Jack London è uno scrittore grandissimo, che solo il miserrimo provincialismo italiano è riuscito a far passare per decenni per uno scrittore per “ragazzi”. In questo modo legittimando il parto di obbrobriose versioni ridotte – vale a dire mutilate – di alcuni suoi capolavori.

Tra l’altro, era un convinto e attivo animalista ai primi del ‘900, protagonista di una campagna di informazione contro lo sfruttamento degli animali nei circhi. In tempi in cui – giusto per dire – in Sardegna si faceva a gara a chi fosse riuscito a impagliare l’ultimo muflone sopravvissuto all’ecatombe venatoria.

In Zanna Bianca c’è un passaggio che turbava parecchio il me preadolescente, tanto che il ricordo è ancora molto nitido.

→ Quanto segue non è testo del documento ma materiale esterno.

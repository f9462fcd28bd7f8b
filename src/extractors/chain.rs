// src/extractors/chain.rs
use crate::extractors::{LopdfTextLayer, PdfExtractText, TesseractOcr};
use crate::utils::config::OcrSettings;
use crate::utils::error::ExtractError;
use std::panic::{self, AssertUnwindSafe};

/// One way of turning PDF bytes into text.
pub trait ExtractionStrategy: Send + Sync {
    /// Short name used in logs and error messages.
    fn name(&self) -> &'static str;

    /// Extracts all text from the document. Blank output is not an error here;
    /// the chain decides what counts as success.
    fn extract(&self, pdf: &[u8]) -> Result<String, ExtractError>;
}

/// Text produced by the first strategy that succeeded.
#[derive(Debug, Clone)]
pub struct ExtractedText {
    pub tier: &'static str,
    pub text: String,
}

/// Ordered list of strategies, tried until one yields non-blank text.
pub struct ExtractorChain {
    strategies: Vec<Box<dyn ExtractionStrategy>>,
}

impl ExtractorChain {
    pub fn new(strategies: Vec<Box<dyn ExtractionStrategy>>) -> Self {
        Self { strategies }
    }

    /// Embedded text layer, then the alternate parser, then OCR.
    pub fn standard(ocr: &OcrSettings) -> Self {
        Self::new(vec![
            Box::new(LopdfTextLayer),
            Box::new(PdfExtractText),
            Box::new(TesseractOcr::new(ocr)),
        ])
    }

    pub fn tiers(&self) -> Vec<&'static str> {
        self.strategies.iter().map(|s| s.name()).collect()
    }

    pub fn extract(&self, pdf: &[u8]) -> Result<ExtractedText, ExtractError> {
        let mut failures = Vec::with_capacity(self.strategies.len());

        for strategy in &self.strategies {
            let tier = strategy.name();
            tracing::info!("Extracting text with {}", tier);

            match run_guarded(strategy.as_ref(), pdf) {
                Ok(text) if !text.trim().is_empty() => {
                    tracing::info!("{} extracted {} bytes of text", tier, text.len());
                    return Ok(ExtractedText { tier, text });
                }
                Ok(_) => {
                    let err = ExtractError::Empty(tier);
                    tracing::warn!("{}", err);
                    failures.push(err.to_string());
                }
                Err(err) => {
                    tracing::warn!("{}", err);
                    failures.push(err.to_string());
                }
            }
        }

        tracing::error!("PDF text extraction failed using all methods.");
        Err(ExtractError::AllTiersFailed(failures))
    }
}

// PDF libraries may panic on malformed input rather than returning errors.
fn run_guarded(strategy: &dyn ExtractionStrategy, pdf: &[u8]) -> Result<String, ExtractError> {
    panic::catch_unwind(AssertUnwindSafe(|| strategy.extract(pdf))).unwrap_or_else(|_| {
        Err(ExtractError::Backend {
            tier: strategy.name(),
            message: "parser panicked (malformed document)".to_string(),
        })
    })
}


#[cfg(test)]
mod tests {
    use super::fakes::{Behaviour, FakeStrategy};
    use super::*;
    use crate::extractors::pdf::test_pdfs;
    use std::sync::atomic::Ordering;

    #[test]
    fn test_first_tier_with_text_wins() {
        let (first, first_calls) = FakeStrategy::new("first", Behaviour::Text("Tržby 100"));
        let (second, second_calls) = FakeStrategy::new("second", Behaviour::Text("other"));
        let (third, third_calls) = FakeStrategy::new("third", Behaviour::Text("ocr"));
        let chain = ExtractorChain::new(vec![Box::new(first), Box::new(second), Box::new(third)]);

        let result = chain.extract(b"%PDF").unwrap();

        assert_eq!(result.tier, "first");
        assert_eq!(result.text, "Tržby 100");
        assert_eq!(first_calls.load(Ordering::SeqCst), 1);
        assert_eq!(second_calls.load(Ordering::SeqCst), 0);
        assert_eq!(third_calls.load(Ordering::SeqCst), 0);
    }

    #[test]
    fn test_failures_and_blank_output_fall_through_in_order() {
        let (first, first_calls) = FakeStrategy::new("first", Behaviour::Blank);
        let (second, second_calls) = FakeStrategy::new("second", Behaviour::Panic);
        let (third, third_calls) = FakeStrategy::new("third", Behaviour::Text("from ocr"));
        let chain = ExtractorChain::new(vec![Box::new(first), Box::new(second), Box::new(third)]);

        let result = chain.extract(b"%PDF").unwrap();

        assert_eq!(result.tier, "third");
        assert_eq!(result.text, "from ocr");
        assert_eq!(first_calls.load(Ordering::SeqCst), 1);
        assert_eq!(second_calls.load(Ordering::SeqCst), 1);
        assert_eq!(third_calls.load(Ordering::SeqCst), 1);
    }

    #[test]
    fn test_all_tiers_failing_reports_each() {
        let (first, _) = FakeStrategy::new("first", Behaviour::Fail);
        let (second, _) = FakeStrategy::new("second", Behaviour::Blank);
        let chain = ExtractorChain::new(vec![Box::new(first), Box::new(second)]);

        match chain.extract(b"%PDF") {
            Err(ExtractError::AllTiersFailed(failures)) => {
                assert_eq!(failures, vec!["first failed: broken", "second produced no text"]);
            }
            other => panic!("expected AllTiersFailed, got {:?}", other),
        }
    }

    #[test]
    fn test_standard_chain_order() {
        let ocr = OcrSettings {
            language: "eng".to_string(),
            dpi: 300,
            pdftoppm: "pdftoppm".to_string(),
            tesseract: "tesseract".to_string(),
        };
        assert_eq!(
            ExtractorChain::standard(&ocr).tiers(),
            vec!["lopdf", "pdf-extract", "tesseract"]
        );
    }

    #[test]
    fn test_text_layer_pdf_never_reaches_fallbacks() {
        let pdf = test_pdfs::with_text("Vykaz zisku a ztraty 2567000");
        let (alternate, alternate_calls) = FakeStrategy::new("alternate", Behaviour::Text("x"));
        let (ocr, ocr_calls) = FakeStrategy::new("ocr", Behaviour::Text("x"));
        let chain = ExtractorChain::new(vec![
            Box::new(LopdfTextLayer),
            Box::new(alternate),
            Box::new(ocr),
        ]);

        let result = chain.extract(&pdf).unwrap();

        assert_eq!(result.tier, "lopdf");
        assert!(result.text.contains("2567000"), "unexpected text: {:?}", result.text);
        assert_eq!(alternate_calls.load(Ordering::SeqCst), 0);
        assert_eq!(ocr_calls.load(Ordering::SeqCst), 0);
    }

    #[test]
    fn test_image_only_pdf_falls_back_to_ocr() {
        let pdf = test_pdfs::without_text();
        let (ocr, ocr_calls) =
            FakeStrategy::new("ocr", Behaviour::Text("Vysledek hospodareni 2567000"));
        let chain = ExtractorChain::new(vec![
            Box::new(LopdfTextLayer),
            Box::new(PdfExtractText),
            Box::new(ocr),
        ]);

        let result = chain.extract(&pdf).unwrap();

        assert_eq!(result.tier, "ocr");
        assert_eq!(ocr_calls.load(Ordering::SeqCst), 1);
    }
}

Zanna Bianca è ormai un lupo adulto, ma ancora molto giovane. Un anno circa di età. Nei giri di perlustrazione del suo ancora informe territorio, gli capita di imbattersi nella madre, che quindi non rivedeva da qualche mese. Istintivamente le si lancia incontro, cercando quelle carezze e dolcezze che fino a poco tempo addietro gli venivano da lei. Coincidevano con quella creatura lì davanti a lui. Lei reagisce con una zampata che gli squarcia la pelle. Lui, stranito e scioccato ma ancora incredulo, ci riprova. Lei lo respinge ancora più duramente, con un morso che di pelle gliene strappa un lembo.

Zanna Bianca forse capisce. Forse no, ma comunque prende atto. Fatto sta che si allontana. Col cuore pesante, diremmo noi, ma chissà se queste parole fatte per umani si applicano anche a un lupo.

Jack London la chiude così: una lupa non riconosce i suoi cuccioli della stagione precedente.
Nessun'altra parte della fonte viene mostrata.